I know there’s a very slim chance we will even receive an Ebola patient, but if we do, we have to be prepared. And if we do, that person is going to be quarantined and cut off from their normal life. They are going to need some one to clean them up, a person to talk to, a hand to hold (and hands to hold back their hair I might add). They are going to need just as much more moral support as they will medicine. And as twisted as it sounds, I am honored to be a part of it. (Also, I am going to Africa in June 2015 with a small team of nurses which I am totally stoked about…but more on that in a future post!)
Checkout our hazmat Ebola TRAINING gear complete with suits with welded seams, three pairs of gloves, respirator mask, goggles, face shield, and booties. It’s like a sauna inside these babies, let me tell you.
Okay so totally non-related but I’ve been meaning to also post about my fall flavored baking madness. I am obsessed with autumn colors and flavors.
Pumpkin. Apples. Sweet potatoes. Cinnamon. Nutmeg. Pomegranates. Mmmmmm.
Here are just a few of things I have been whipping up for birthdays, baby showers, and weddings. All have been adapted from my favorite baking blogger, The Brown Eyed Baker. I have never made something from her site that failed me.
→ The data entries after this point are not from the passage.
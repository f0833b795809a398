//! Tests that signals sent to the supervisor reach the command.
//!
//! Kept in their own test binary: listening for a signal replaces its
//! default action for the whole process.

#![cfg(unix)]

use std::time::Duration;

use lockrun_process::{CommandRunner, ProcessExit};
use tokio::process::Command;
use tokio::sync::mpsc;
use tokio::time::{sleep, timeout};

/// Tests that a SIGTERM sent to us is forwarded to the command as an
/// interrupt, which the command handles itself.
#[tokio::test]
async fn test_terminate_is_forwarded_as_interrupt() {
    let runner = CommandRunner::new(
        ["sh", "-c", "trap 'exit 42' INT; while true; do sleep 0.05; done"]
            .iter()
            .map(|s| s.to_string())
            .collect(),
        Duration::from_secs(5),
    )
    .unwrap();
    let (tx, mut exits) = mpsc::channel(1);
    runner
        .start(move |exit| {
            let _ = tx.try_send(exit);
        })
        .await
        .unwrap();
    // Let the shell install its trap.
    sleep(Duration::from_millis(300)).await;

    let status = Command::new("kill")
        .args(["-TERM", &std::process::id().to_string()])
        .status()
        .await
        .unwrap();
    assert!(status.success());

    let exit = timeout(Duration::from_secs(5), exits.recv())
        .await
        .expect("timed out waiting for exit")
        .expect("exit callback dropped");
    assert_eq!(exit, ProcessExit::Exited(42));
}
Click on the links to view the recipes or open up my iEat section!
Pumpkin Whoopie Pies with Maple Cream Cheese Frosting
(made for my sister Milia’s birthday)
Salted Caramel Apple Cake
(made for my co-worker’s baby shower)
(made for a friend’s fall wedding)
I also had the pleasure of being in a dear friend, Amanda’s, wedding in the beginning of November at the Cardella Winery in Mendota. Amanda is a flight attendant, an open minded dreamer, and has the biggest heart. She also is part of the reason my travel itch has grown (she has graciously given me the gift of discounted travel through her profession!) Amanda, or I should say Mrs. Paul Najera, was one the most beautiful and easygoing brides ever ever. She let each of her bridesmaids pick out their own dress as long as it was navy. And of course, my last minute self decided to ditch my first pick and I ended up renting a designer bombshell of a dress on Rent The Runway.
Ladies, if you haven’t heard of this new online dress rental company I urge you to get on it. I mean how many dresses do you have in your closet that you have only worn once? Well why not rent a dress that is worn by celebs or at least a schmancy dress you would never purchase on your own and feel like the rockstar that you are? Seriously, if you invade my closet you will find that 75% are from consignment/thrift stores and clearance sales (being the child of immigrant parents is a blessing and a curse as it has turned me into a frugal, and I’ll admit a cheap, fashionista). You get to rent two sizes just in case the fit is off and they’ll overnight you a new dress if neither compliment your bod. Here’s my Monique Lhullier that retails at over $400 but I rented for $60 (with a promo code).
Turkey Day is over and Christmas will be here before we know it. Unfortunately I’ll be working (just like every other holiday this year) but am thankful for a job to go to nonetheless. I’ll post holiday decorations soon. Let me know if you try out any of those recipes!